Monday, February 9, 2015

Reading Diary A: Turkish Fairy Tales


Here are my favorite stories from the first half of the Turkish Fairy Tales reading unit:

Fear: After I got into the story a little bit, I realized this was very similar to a story that I'd read before written by the brothers Grimm, something about a boy who goes searching to figure out what fear is. I don't remember the Grimm version very well, but this version of the tale is creepy yet funny. This guy really isn't afraid of anything at first. An arm grabs him in a graveyard asking for the food he's making and he's just like, "Get your hand away from my food." I would have freaked out! Then a creepy ghost girl stands on his shoulders to try to make some other creepy ghost kid stop crying and almost strangles him with her feet, but the hero just falls over and takes her bracelet that fell on the floor. Then he jumps into the sea and beats up a sea witch terrorizing a ship with no qualms. And what ends up scaring this guy? A bird flying out into his face! Seriously?!

The Wizard-Dervish: This story also reminded me of something I had previously read, a story from the Indian Fairy Tales unit I read last week called The Prince and the Fakir. Both stories involve a king making a deal with a man who can do magic so that he can have a son (or two). The magic man helps the king but says he'll be back to take the son when he is a certain age. The magic man makes good on his promise and the boy is taken away. However, I found The Wizard-Dervish to be funnier and more of a kids story. I can just imagine a group of kids giggling each time the dervish's daughter changes herself and the prince into different things, people, or animals and tricking her mom (a witch who wasn't asked her permission for the two to get married). I also noticed a similarity between the first two stories of the unit that would actually show up in all the readings: shape-shifting bird-ladies. In all the stories, there is at least one woman who shape-shifts from some kind of animal into a woman, and in the last 3 stories she ends up marrying the main character.

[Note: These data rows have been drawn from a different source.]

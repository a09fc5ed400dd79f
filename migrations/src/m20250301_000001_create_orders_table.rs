use sea_orm_migration::prelude::*;

#[derive(DeriveMigrationName)]
pub struct Migration;

#[async_trait::async_trait]
impl MigrationTrait for Migration {
    async fn up(&self, manager: &SchemaManager) -> Result<(), DbErr> {
        manager
            .create_table(
                Table::create()
                    .table(Orders::Table)
                    .if_not_exists()
                    .col(ColumnDef::new(Orders::Id).uuid().primary_key().not_null())
                    .col(
                        ColumnDef::new(Orders::OrderNumber)
                            .string()
                            .not_null()
                            .unique_key(),
                    )
                    .col(ColumnDef::new(Orders::CustomerId).uuid().not_null())
                    .col(ColumnDef::new(Orders::Status).string().not_null())
                    .col(ColumnDef::new(Orders::PaymentStatus).string().not_null())
                    .col(
                        ColumnDef::new(Orders::TotalAmount)
                            .decimal_len(16, 4)
                            .not_null(),
                    )
                    .col(
                        ColumnDef::new(Orders::DiscountAmount)
                            .decimal_len(16, 4)
                            .not_null(),
                    )
                    .col(
                        ColumnDef::new(Orders::AmountPaid)
                            .decimal_len(16, 4)
                            .not_null(),
                    )
                    .col(
                        ColumnDef::new(Orders::IsOnHold)
                            .boolean()
                            .not_null()
                            .default(false),
                    )
                    .col(
                        ColumnDef::new(Orders::IsLocked)
                            .boolean()
                            .not_null()
                            .default(false),
                    )
                    .col(ColumnDef::new(Orders::LockedAt).timestamp().null())
                    .col(ColumnDef::new(Orders::CanUnlockUntil).timestamp().null())
                    .col(
                        ColumnDef::new(Orders::CreatedBeforeMigration)
                            .boolean()
                            .not_null()
                            .default(false),
                    )
                    .col(
                        ColumnDef::new(Orders::InventoryApplied)
                            .boolean()
                            .not_null()
                            .default(true),
                    )
                    .col(ColumnDef::new(Orders::Notes).text().null())
                    .col(ColumnDef::new(Orders::CreatedAt).timestamp().not_null())
                    .col(ColumnDef::new(Orders::UpdatedAt).timestamp().null())
                    .col(
                        ColumnDef::new(Orders::Version)
                            .integer()
                            .not_null()
                            .default(1),
                    )
                    .to_owned(),
            )
            .await?;

        manager
            .create_index(
                Index::create()
                    .if_not_exists()
                    .name("idx_orders_status")
                    .table(Orders::Table)
                    .col(Orders::Status)
                    .to_owned(),
            )
            .await
    }

    async fn down(&self, manager: &SchemaManager) -> Result<(), DbErr> {
        manager
            .drop_table(Table::drop().table(Orders::Table).to_owned())
            .await
    }
}

#[derive(DeriveIden)]
enum Orders {
    Table,
    Id,
    OrderNumber,
    CustomerId,
    Status,
    PaymentStatus,
    TotalAmount,
    DiscountAmount,
    AmountPaid,
    IsOnHold,
    IsLocked,
    LockedAt,
    CanUnlockUntil,
    CreatedBeforeMigration,
    InventoryApplied,
    Notes,
    CreatedAt,
    UpdatedAt,
    Version,
}
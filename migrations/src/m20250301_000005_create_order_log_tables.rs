use sea_orm_migration::prelude::*;

#[derive(DeriveMigrationName)]
pub struct Migration;

#[async_trait::async_trait]
impl MigrationTrait for Migration {
    async fn up(&self, manager: &SchemaManager) -> Result<(), DbErr> {
        manager
            .create_table(
                Table::create()
                    .table(OrderLockLog::Table)
                    .if_not_exists()
                    .col(
                        ColumnDef::new(OrderLockLog::Id)
                            .uuid()
                            .primary_key()
                            .not_null(),
                    )
                    .col(ColumnDef::new(OrderLockLog::OrderId).uuid().not_null())
                    .col(ColumnDef::new(OrderLockLog::Action).string().not_null())
                    .col(ColumnDef::new(OrderLockLog::PerformedBy).uuid().not_null())
                    .col(
                        ColumnDef::new(OrderLockLog::PerformedAt)
                            .timestamp()
                            .not_null(),
                    )
                    .col(ColumnDef::new(OrderLockLog::UnlockReason).text().null())
                    .to_owned(),
            )
            .await?;

        manager
            .create_index(
                Index::create()
                    .if_not_exists()
                    .name("idx_order_lock_log_order_id")
                    .table(OrderLockLog::Table)
                    .col(OrderLockLog::OrderId)
                    .to_owned(),
            )
            .await?;

        manager
            .create_table(
                Table::create()
                    .table(OrderAuditLog::Table)
                    .if_not_exists()
                    .col(
                        ColumnDef::new(OrderAuditLog::Id)
                            .uuid()
                            .primary_key()
                            .not_null(),
                    )
                    .col(ColumnDef::new(OrderAuditLog::OrderId).uuid().not_null())
                    .col(ColumnDef::new(OrderAuditLog::EventType).string().not_null())
                    .col(
                        ColumnDef::new(OrderAuditLog::PerformedBy)
                            .uuid()
                            .not_null(),
                    )
                    .col(
                        ColumnDef::new(OrderAuditLog::PerformedAt)
                            .timestamp()
                            .not_null(),
                    )
                    .col(ColumnDef::new(OrderAuditLog::EventData).json().null())
                    .col(ColumnDef::new(OrderAuditLog::Description).text().null())
                    .to_owned(),
            )
            .await?;

        manager
            .create_index(
                Index::create()
                    .if_not_exists()
                    .name("idx_order_audit_log_order_id")
                    .table(OrderAuditLog::Table)
                    .col(OrderAuditLog::OrderId)
                    .to_owned(),
            )
            .await
    }

    async fn down(&self, manager: &SchemaManager) -> Result<(), DbErr> {
        manager
            .drop_table(Table::drop().table(OrderAuditLog::Table).to_owned())
            .await?;
        manager
            .drop_table(Table::drop().table(OrderLockLog::Table).to_owned())
            .await
    }
}

#[derive(DeriveIden)]
enum OrderLockLog {
    Table,
    Id,
    OrderId,
    Action,
    PerformedBy,
    PerformedAt,
    UnlockReason,
}

#[derive(DeriveIden)]
enum OrderAuditLog {
    Table,
    Id,
    OrderId,
    EventType,
    PerformedBy,
    PerformedAt,
    EventData,
    Description,
}
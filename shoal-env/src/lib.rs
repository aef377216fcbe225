// This file is part of shoal, an interactive POSIX-style shell.
// Copyright (C) 2026 the shoal developers
//
// This program is free software: you can redistribute it and/or modify
// it under the terms of the GNU General Public License as published by
// the Free Software Foundation, either version 3 of the License, or
// (at your option) any later version.
//
// This program is distributed in the hope that it will be useful,
// but WITHOUT ANY WARRANTY; without even the implied warranty of
// MERCHANTABILITY or FITNESS FOR A PARTICULAR PURPOSE.  See the
// GNU General Public License for more details.
//
// You should have received a copy of the GNU General Public License
// along with this program.  If not, see <https://www.gnu.org/licenses/>.

//! Shell execution environment
//!
//! The [`Env`] struct aggregates all of the shell's runtime state:
//! variables, functions, aliases, options, the jobs table, traps, the
//! execution context stack, and the [`System`](system::System) interface
//! through which every system call goes. The environment is passed
//! explicitly through every executor and expansion function; the only
//! process-global state is the kernel-owned signal dispositions and the
//! flag array their handler writes to.

pub mod builtin;
pub mod function;
pub mod io;
pub mod job;
pub mod option;
pub mod semantics;
pub mod signal;
pub mod stack;
pub mod system;
pub mod trap;
pub mod variable;

use self::builtin::Builtin;
use self::function::FunctionSet;
use self::job::JobSet;
use self::option::{Option as ShellOption, OptionSet, State};
use self::semantics::ExitStatus;
use self::stack::Stack;
use self::system::{Pid, System};
use self::trap::TrapSet;
use self::variable::VariableSet;
use shoal_syntax::alias::AliasSet;
use shoal_syntax::source::pretty::{Message, MessageBase};
use std::collections::HashMap;
use std::rc::Rc;

/// Whole state of the shell
#[derive(Debug)]
pub struct Env {
    /// Aliases defined in the environment
    ///
    /// Reference-counted so the parser can hold the set while the
    /// environment is borrowed elsewhere; mutate with [`Rc::make_mut`].
    pub aliases: Rc<AliasSet>,

    /// Name the shell was invoked as, for the special parameter `$0`
    pub arg0: String,

    /// Built-in utilities
    pub builtins: HashMap<&'static str, Builtin>,

    /// Exit status of the last executed command (`$?`)
    pub exit_status: ExitStatus,

    /// Functions defined in the environment
    pub functions: FunctionSet,

    /// Jobs started by the shell
    pub jobs: JobSet,

    /// Process ID of the main shell process
    ///
    /// Subshells inherit this value, so `$$` stays the original shell's
    /// PID.
    pub main_pid: Pid,

    /// Shell option states
    pub options: OptionSet,

    /// Descriptors opened for process substitutions of the current
    /// command, closed when the command finishes
    pub pending_substitution_fds: Vec<shoal_syntax::syntax::Fd>,

    /// Helper processes (substitution writers and process substitutions)
    /// to reap asynchronously
    pub pending_substitution_pids: Vec<Pid>,

    /// Execution context stack
    pub stack: Stack,

    /// Interface to the operating system
    pub system: Box<dyn System>,

    /// Traps and pending caught signals
    pub traps: TrapSet,

    /// Variables and positional parameters
    pub variables: VariableSet,
}

impl Env {
    /// Creates an environment with the given system interface.
    #[must_use]
    pub fn with_system(system: Box<dyn System>) -> Env {
        let main_pid = system.getpid();
        Env {
            aliases: Rc::new(AliasSet::new()),
            arg0: String::new(),
            builtins: HashMap::new(),
            exit_status: ExitStatus::SUCCESS,
            functions: FunctionSet::new(),
            jobs: JobSet::new(),
            main_pid,
            options: OptionSet::default(),
            pending_substitution_fds: Vec::new(),
            pending_substitution_pids: Vec::new(),
            stack: Stack::new(),
            system,
            traps: TrapSet::new(),
            variables: VariableSet::new(),
        }
    }

    /// Whether the shell is interactive.
    #[must_use]
    pub fn is_interactive(&self) -> bool {
        self.options.get(ShellOption::Interactive) == State::On
    }

    /// Whether job control is active.
    #[must_use]
    pub fn controls_jobs(&self) -> bool {
        self.options.get(ShellOption::Monitor) == State::On
    }

    /// Prints a rendered diagnostic message to the standard error.
    pub fn print_message(&mut self, message: &Message<'_>) {
        let rendered = io::render_message(message);
        self.system.print_error(&rendered);
        self.system.print_error("\n");
    }

    /// Prints the diagnostic for an error type.
    pub fn print_error<E: MessageBase>(&mut self, error: &E) {
        self.print_message(&Message::from(error));
    }

    /// Prints a plain one-line error message prefixed with the shell name.
    pub fn print_simple_error(&mut self, message: std::fmt::Arguments<'_>) {
        let arg0 = if self.arg0.is_empty() {
            "shoal"
        } else {
            &self.arg0
        };
        let text = format!("{arg0}: {message}\n");
        self.system.print_error(&text);
    }
}

#[cfg(test)]
mod tests {
    use super::*;
    use crate::system::{
        Errno, ForkResult, Mode, OFlag, Result, SignalHandling, WaitPidFlag, WaitStatus,
    };
    use shoal_syntax::syntax::Fd;
    use std::convert::Infallible;
    use std::ffi::{CStr, CString};
    use std::path::PathBuf;

    /// System stub for tests that never touch the kernel
    #[derive(Debug)]
    struct NullSystem;

    impl System for NullSystem {
        fn fork(&mut self) -> Result<ForkResult> {
            Err(Errno::ENOSYS)
        }
        fn execve(
            &mut self,
            _: &CStr,
            _: &[CString],
            _: &[CString],
        ) -> Result<Infallible> {
            Err(Errno::ENOSYS)
        }
        fn exit_process(&mut self, status: i32) -> ! {
            panic!("exit_process({status})")
        }
        fn pipe(&mut self) -> Result<(Fd, Fd)> {
            Err(Errno::ENOSYS)
        }
        fn dup2(&mut self, _: Fd, to: Fd) -> Result<Fd> {
            Ok(to)
        }
        fn dup_cloexec_above(&mut self, fd: Fd, _: Fd) -> Result<Fd> {
            Ok(fd)
        }
        fn clear_cloexec(&mut self, _: Fd) -> Result<()> {
            Ok(())
        }
        fn close(&mut self, _: Fd) -> Result<()> {
            Ok(())
        }
        fn open(&mut self, _: &CStr, _: OFlag, _: Mode) -> Result<Fd> {
            Err(Errno::ENOSYS)
        }
        fn read(&mut self, _: Fd, _: &mut [u8]) -> Result<usize> {
            Ok(0)
        }
        fn write(&mut self, _: Fd, buffer: &[u8]) -> Result<usize> {
            Ok(buffer.len())
        }
        fn isatty(&self, _: Fd) -> bool {
            false
        }
        fn getpid(&self) -> Pid {
            Pid::from_raw(1234)
        }
        fn getpgrp(&self) -> Pid {
            Pid::from_raw(1234)
        }
        fn setpgid(&mut self, _: Pid, _: Pid) -> Result<()> {
            Ok(())
        }
        fn tcgetpgrp(&self, _: Fd) -> Result<Pid> {
            Ok(Pid::from_raw(1234))
        }
        fn tcsetpgrp(&mut self, _: Fd, _: Pid) -> Result<()> {
            Ok(())
        }
        fn kill(&mut self, _: Pid, _: std::option::Option<signal::Signal>) -> Result<()> {
            Ok(())
        }
        fn killpg(&mut self, _: Pid, _: std::option::Option<signal::Signal>) -> Result<()> {
            Ok(())
        }
        fn waitpid(&mut self, _: Pid, _: WaitPidFlag) -> Result<WaitStatus> {
            Ok(WaitStatus::StillAlive)
        }
        fn sigaction(
            &mut self,
            _: signal::Signal,
            _: SignalHandling,
        ) -> Result<SignalHandling> {
            Ok(SignalHandling::Default)
        }
        fn chdir(&mut self, _: &CStr) -> Result<()> {
            Ok(())
        }
        fn getcwd(&self) -> Result<PathBuf> {
            Ok(PathBuf::from("/"))
        }
        fn umask(&mut self, _: Mode) -> Mode {
            Mode::empty()
        }
        fn is_executable_file(&self, _: &CStr) -> bool {
            false
        }
        fn is_directory(&self, _: &CStr) -> bool {
            false
        }
        fn file_exists(&self, _: &CStr) -> bool {
            false
        }
        fn is_regular_file(&self, _: &CStr) -> bool {
            false
        }
        fn is_readable(&self, _: &CStr) -> bool {
            false
        }
        fn is_writable(&self, _: &CStr) -> bool {
            false
        }
        fn file_size(&self, _: &CStr) -> std::option::Option<u64> {
            None
        }
        fn home_directory(&self, _: &str) -> std::option::Option<PathBuf> {
            None
        }
    }

    #[test]
    fn environment_defaults() {
        let env = Env::with_system(Box::new(NullSystem));
        assert_eq!(env.exit_status, ExitStatus::SUCCESS);
        assert_eq!(env.main_pid, Pid::from_raw(1234));
        assert!(!env.is_interactive());
        assert!(!env.controls_jobs());
        assert!(env.jobs.is_empty());
    }
}
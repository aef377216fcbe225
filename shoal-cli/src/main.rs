// This file is part of shoal, an interactive POSIX-style shell.
// Copyright (C) 2026 the shoal developers
//
// This program is free software: you can redistribute it and/or modify
// it under the terms of the GNU General Public License as published by
// the Free Software Foundation, either version 3 of the License, or
// (at your option) any later version.
//
// This program is distributed in the hope that it will be useful,
// but WITHOUT ANY WARRANTY; without even the implied warranty of
// MERCHANTABILITY or FITNESS FOR A PARTICULAR PURPOSE.  See the
// GNU General Public License for more details.
//
// You should have received a copy of the GNU General Public License
// along with this program.  If not, see <https://www.gnu.org/licenses/>.

fn main() -> ! {
    shoal_cli::main()
}
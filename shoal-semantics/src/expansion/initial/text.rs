// This file is part of shoal, an interactive POSIX-style shell.
// Copyright (C) 2026 the shoal developers
//
// This program is free software: you can redistribute it and/or modify
// it under the terms of the GNU General Public License as published by
// the Free Software Foundation, either version 3 of the License, or
// (at your option) any later version.
//
// This program is distributed in the hope that it will be useful,
// but WITHOUT ANY WARRANTY; without even the implied warranty of
// MERCHANTABILITY or FITNESS FOR A PARTICULAR PURPOSE.  See the
// GNU General Public License for more details.
//
// You should have received a copy of the GNU General Public License
// along with this program.  If not, see <https://www.gnu.org/licenses/>.

//! Initial expansion of [`TextUnit`] and [`Text`]

use super::super::attr::{AttrChar, Origin};
use super::super::phrase::Phrase;
use super::super::Error;
use super::{Expand, ExpandContext};
use shoal_syntax::syntax::{Text, TextUnit};

impl Expand for TextUnit {
    fn expand(&self, cx: &mut ExpandContext) -> Result<Phrase, Error> {
        match self {
            TextUnit::Literal(c) => Ok(Phrase::Char(AttrChar {
                value: *c,
                origin: Origin::Literal,
                is_quoted: cx.in_double_quotes,
                is_quoting: false,
            })),
            TextUnit::Backslashed(c) => Ok(Phrase::Field(vec![
                AttrChar {
                    value: '\\',
                    origin: Origin::Literal,
                    is_quoted: cx.in_double_quotes,
                    is_quoting: true,
                },
                AttrChar {
                    value: *c,
                    origin: Origin::Literal,
                    is_quoted: true,
                    is_quoting: false,
                },
            ])),
            TextUnit::RawParam { param, location } => {
                param::expand_raw_param(param, location, cx)
            }
            TextUnit::BracedParam(braced) => param::expand_braced_param(braced, cx),
            TextUnit::CommandSubst { content, location } => {
                super::command_subst::expand_command_subst(content, location, cx)
            }
            TextUnit::Backquote { content, location } => {
                let mut source = String::new();
                for unit in content {
                    match unit {
                        shoal_syntax::syntax::BackquoteUnit::Literal(c) => source.push(*c),
                        shoal_syntax::syntax::BackquoteUnit::Backslashed(c) => source.push(*c),
                    }
                }
                super::command_subst::expand_command_subst_str(&source, location, cx)
            }
            TextUnit::Arith { content, location } => {
                super::arith::expand_arith(content, location, cx)
            }
        }
    }
}

use super::param;

impl Expand for Text {
    fn expand(&self, cx: &mut ExpandContext) -> Result<Phrase, Error> {
        self.0.expand(cx)
    }
}

#[cfg(test)]
mod tests {
    use super::super::super::attr::Origin;
    use super::*;
    use crate::tests::dummy_env;

    #[test]
    fn literal_characters() {
        let mut env = dummy_env();
        let mut cx = ExpandContext::new(&mut env);
        let text: Text = Text(vec![TextUnit::Literal('o'), TextUnit::Literal('k')]);
        let phrase = text.expand(&mut cx).unwrap();
        let fields = phrase.into_full();
        assert_eq!(fields.len(), 1);
        let value: String = fields[0].iter().map(|c| c.value).collect();
        assert_eq!(value, "ok");
        assert!(fields[0].iter().all(|c| c.origin == Origin::Literal));
    }

    #[test]
    fn backslash_is_a_quoting_character() {
        let mut env = dummy_env();
        let mut cx = ExpandContext::new(&mut env);
        let text = Text(vec![TextUnit::Backslashed('x')]);
        let fields = text.expand(&mut cx).unwrap().into_full();
        assert_eq!(fields[0].len(), 2);
        assert!(fields[0][0].is_quoting);
        assert!(fields[0][1].is_quoted);
        assert_eq!(fields[0][1].value, 'x');
    }
}
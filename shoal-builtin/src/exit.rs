// This file is part of shoal, an interactive POSIX-style shell.
// Copyright (C) 2026 the shoal developers
//
// This program is free software: you can redistribute it and/or modify
// it under the terms of the GNU General Public License as published by
// the Free Software Foundation, either version 3 of the License, or
// (at your option) any later version.
//
// This program is distributed in the hope that it will be useful,
// but WITHOUT ANY WARRANTY; without even the implied warranty of
// MERCHANTABILITY or FITNESS FOR A PARTICULAR PURPOSE.  See the
// GNU General Public License for more details.
//
// You should have received a copy of the GNU General Public License
// along with this program.  If not, see <https://www.gnu.org/licenses/>.

//! The `exit` built-in

use crate::common::{builtin_error, parse_integer};
use shoal_env::builtin::Result;
use shoal_env::semantics::{Divert, ExitStatus, Field};
use shoal_env::Env;

pub fn main(env: &mut Env, args: Vec<Field>) -> Result {
    let status = match args.first() {
        None => env.exit_status,
        Some(arg) => match parse_integer(&arg.value) {
            Some(n) => ExitStatus(n as i32),
            None => {
                return builtin_error(
                    env,
                    "exit",
                    format_args!("`{}` is not a valid exit status", arg.value),
                )
            }
        },
    };
    Result::with_divert(status, Divert::Exit(Some(status)))
}
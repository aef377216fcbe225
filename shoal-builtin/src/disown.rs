// This file is part of shoal, an interactive POSIX-style shell.
// Copyright (C) 2026 the shoal developers
//
// This program is free software: you can redistribute it and/or modify
// it under the terms of the GNU General Public License as published by
// the Free Software Foundation, either version 3 of the License, or
// (at your option) any later version.
//
// This program is distributed in the hope that it will be useful,
// but WITHOUT ANY WARRANTY; without even the implied warranty of
// MERCHANTABILITY or FITNESS FOR A PARTICULAR PURPOSE.  See the
// GNU General Public License for more details.
//
// You should have received a copy of the GNU General Public License
// along with this program.  If not, see <https://www.gnu.org/licenses/>.

//! The `disown` built-in

use shoal_env::builtin::Result;
use shoal_env::semantics::{ExitStatus, Field};
use shoal_env::Env;

pub fn main(env: &mut Env, args: Vec<Field>) -> Result {
    if args.is_empty() || args.iter().any(|arg| arg.value == "-a") {
        let indices: Vec<usize> = env.jobs.iter().map(|(index, _)| index).collect();
        for index in indices {
            env.jobs.remove(index);
        }
        return Result::new(ExitStatus::SUCCESS);
    }

    let mut status = ExitStatus::SUCCESS;
    for arg in &args {
        match crate::fg::find_job(env, std::slice::from_ref(arg), "disown") {
            Ok(index) => {
                env.jobs.remove(index);
            }
            Err(result) => status = result.exit_status,
        }
    }
    Result::new(status)
}
// This file is part of shoal, an interactive POSIX-style shell.
// Copyright (C) 2026 the shoal developers
//
// This program is free software: you can redistribute it and/or modify
// it under the terms of the GNU General Public License as published by
// the Free Software Foundation, either version 3 of the License, or
// (at your option) any later version.
//
// This program is distributed in the hope that it will be useful,
// but WITHOUT ANY WARRANTY; without even the implied warranty of
// MERCHANTABILITY or FITNESS FOR A PARTICULAR PURPOSE.  See the
// GNU General Public License for more details.
//
// You should have received a copy of the GNU General Public License
// along with this program.  If not, see <https://www.gnu.org/licenses/>.

//! Syntax parser for the case command

use super::core::{Parser, Result};
use super::error::{Error, SyntaxError};
use super::lex::Keyword::{Case, Esac, In};
use super::lex::Operator::{
    Bar, CloseParen, OpenParen, SemicolonAnd, SemicolonSemicolon, SemicolonSemicolonAnd,
};
use super::lex::TokenId::{Operator, Token};
use crate::syntax::{CaseContinuation, CaseItem, CompoundCommand};

impl Parser<'_> {
    /// Parses a case command, starting at the `case` token.
    pub fn case_command(&mut self) -> Result<CompoundCommand> {
        debug_assert_eq!(self.peek_token()?.id, Token(Some(Case)));
        let open = self.take_token_raw()?;
        let opening_location = open.word.location;

        let subject = self.take_token_auto(&[])?;
        let Token(_) = subject.id else {
            let cause = if subject.id == super::lex::TokenId::EndOfInput {
                SyntaxError::MissingCaseSubject
            } else {
                SyntaxError::InvalidCaseSubject
            };
            return Err(Error {
                cause: cause.into(),
                location: subject.word.location.clone(),
            });
        };
        let mut subject = subject.word;
        subject.parse_tilde_front();

        self.skip_newlines()?;
        let token = self.peek_token()?;
        if token.id != Token(Some(In)) {
            let location = token.word.location.clone();
            return Err(Error {
                cause: SyntaxError::MissingIn { opening_location }.into(),
                location,
            });
        }
        self.take_token_raw()?;

        let mut items = Vec::new();
        loop {
            self.skip_newlines()?;

            // `esac` closes the command unless parenthesized as a pattern.
            if self.peek_token()?.id == Token(Some(Esac)) {
                self.take_token_raw()?;
                break;
            }
            if self.peek_token()?.id == Operator(OpenParen) {
                self.take_token_raw()?;
            }

            let patterns = self.case_patterns()?;
            let body = self.maybe_compound_list()?;

            let token = self.peek_token()?;
            let continuation = match token.id {
                Operator(SemicolonSemicolon) => CaseContinuation::Break,
                Operator(SemicolonAnd) => CaseContinuation::FallThrough,
                Operator(SemicolonSemicolonAnd) => CaseContinuation::Continue,
                Token(Some(Esac)) => {
                    self.take_token_raw()?;
                    items.push(CaseItem {
                        patterns,
                        body,
                        continuation: CaseContinuation::Break,
                    });
                    return Ok(CompoundCommand::Case { subject, items });
                }
                _ => {
                    let location = token.word.location.clone();
                    return Err(Error {
                        cause: SyntaxError::UnclosedCase { opening_location }.into(),
                        location,
                    });
                }
            };
            self.take_token_raw()?;
            items.push(CaseItem {
                patterns,
                body,
                continuation,
            });
        }

        Ok(CompoundCommand::Case { subject, items })
    }

    /// Parses the pattern list of a case item, up to the closing `)`.
    fn case_patterns(&mut self) -> Result<Vec<crate::syntax::Word>> {
        let mut patterns = Vec::new();
        loop {
            let token = self.take_token_raw()?;
            let Token(_) = token.id else {
                let cause = if token.id == Operator(CloseParen) && patterns.is_empty() {
                    SyntaxError::MissingPattern
                } else if patterns.is_empty() {
                    SyntaxError::MissingPattern
                } else {
                    SyntaxError::InvalidPattern
                };
                return Err(Error {
                    cause: cause.into(),
                    location: token.word.location.clone(),
                });
            };
            let mut pattern = token.word;
            pattern.parse_tilde_front();
            patterns.push(pattern);

            let token = self.peek_token()?;
            match token.id {
                Operator(Bar) => {
                    self.take_token_raw()?;
                }
                Operator(CloseParen) => {
                    self.take_token_raw()?;
                    return Ok(patterns);
                }
                _ => {
                    let location = token.word.location.clone();
                    return Err(Error {
                        cause: SyntaxError::UnclosedPatternList.into(),
                        location,
                    });
                }
            }
        }
    }
}

#[cfg(test)]
mod tests {
    use super::*;
    use crate::parser::lex::Lexer;
    use crate::source::Source;
    use assert_matches::assert_matches;

    fn parse(code: &str) -> Result<CompoundCommand> {
        let mut lexer = Lexer::from_memory(code, Source::Unknown);
        let mut parser = Parser::new(&mut lexer);
        parser.compound_command()
    }

    #[test]
    fn simple_case() {
        let command = parse("case $x in (a) one;; (b) two;; esac").unwrap();
        assert_matches!(command, CompoundCommand::Case { items, .. } => {
            assert_eq!(items.len(), 2);
            assert_eq!(items[0].continuation, CaseContinuation::Break);
        });
    }

    #[test]
    fn patterns_without_open_paren() {
        let command = parse("case x in a|b) y;; esac").unwrap();
        assert_matches!(command, CompoundCommand::Case { items, .. } => {
            assert_eq!(items[0].patterns.len(), 2);
        });
    }

    #[test]
    fn terminators() {
        let command = parse("case x in (a) y;& (b) z;;& (c) w;; esac").unwrap();
        assert_matches!(command, CompoundCommand::Case { items, .. } => {
            assert_eq!(items[0].continuation, CaseContinuation::FallThrough);
            assert_eq!(items[1].continuation, CaseContinuation::Continue);
            assert_eq!(items[2].continuation, CaseContinuation::Break);
        });
    }

    #[test]
    fn last_item_without_terminator() {
        let command = parse("case x in (a) y\nesac").unwrap();
        assert_matches!(command, CompoundCommand::Case { items, .. } => {
            assert_eq!(items.len(), 1);
        });
    }

    #[test]
    fn empty_case() {
        let command = parse("case x in esac").unwrap();
        assert_matches!(command, CompoundCommand::Case { items, .. } => {
            assert!(items.is_empty());
        });
    }

    #[test]
    fn empty_item_bodies() {
        let command = parse("case x in (a) ;; (b) ;; esac").unwrap();
        assert_matches!(command, CompoundCommand::Case { items, .. } => {
            assert_eq!(items.len(), 2);
            assert!(items[0].body.0.is_empty());
        });
    }

    #[test]
    fn multiline_case() {
        let command = parse("case x in\n(a)\ny\n;;\nesac").unwrap();
        assert_matches!(command, CompoundCommand::Case { items, .. } => {
            assert_eq!(items.len(), 1);
        });
    }

    #[test]
    fn esac_as_pattern_with_paren() {
        let command = parse("case x in (esac) y;; esac").unwrap();
        assert_matches!(command, CompoundCommand::Case { items, .. } => {
            assert_eq!(items[0].patterns[0].to_string(), "esac");
        });
    }

    #[test]
    fn missing_in() {
        let error = parse("case x (a) y;; esac").unwrap_err();
        assert_matches!(
            error.cause,
            crate::parser::ErrorCause::Syntax(SyntaxError::MissingIn { .. })
        );
    }

    #[test]
    fn unclosed_case_needs_more_input() {
        let error = parse("case x in (a) y;;").unwrap_err();
        assert!(error.needs_more_input());
    }
}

The Fish-Peri: This time the shape-shifting woman takes the form of a fish. She is caught by the hero, put in a well he made, and turns into a woman while he is gone fishing to take care of his house. He catches her in her human form and burns the fish skin she shed so she can't transform back. Though she says he shouldn't have done that, she doesn't seem upset at all. In fact, the careless boy does several things she tells him not to do, but each time there really aren't any consequences for his actions. In most fairy tales, the inability to follow instructions leads to the failure of a character's task or the breaking of some sort of spell or agreement, ending with the main character being sad. Overall, this story was a little odd or different, but in a good way. The main guy marries a fish lady, there are donkeys hatching from eggs, a talking baby slapping a king, and an Arab who lives in the ocean, seems like a genie, and provides the talking baby as well as other impossible, magical feats.

Baby slapping the padishah (great king) from
Forty-four Turkish Fairy Tales by Ignacz Kunos and illustrated byWilly Pogany (1913)


The Crow-Peri: This story and The Fish-Peri have a few similarities. The main characters are both males, have a shape-shifting guide that they end up marrying, and must complete impossible tasks (which they do successfully thanks to their guides). In this story, we have another shape-shifting bird-lady; what is it with Turkish fairy tales and shape-shifting bird-ladies? Also, what's with the 40 day time limit on impossible tasks? (The shah sets the same kind of time limit for some of the tasks in The Fish-Peri, too.) This one was probably my favorite story of all because more than one person gets a happy ending. The hero marries his bird-lady, the shah marries the peri queen, and the queen is reunited with her pet bird and ex-servant. Everybody wins, except for the greedy lala (court official). Just the way things should be!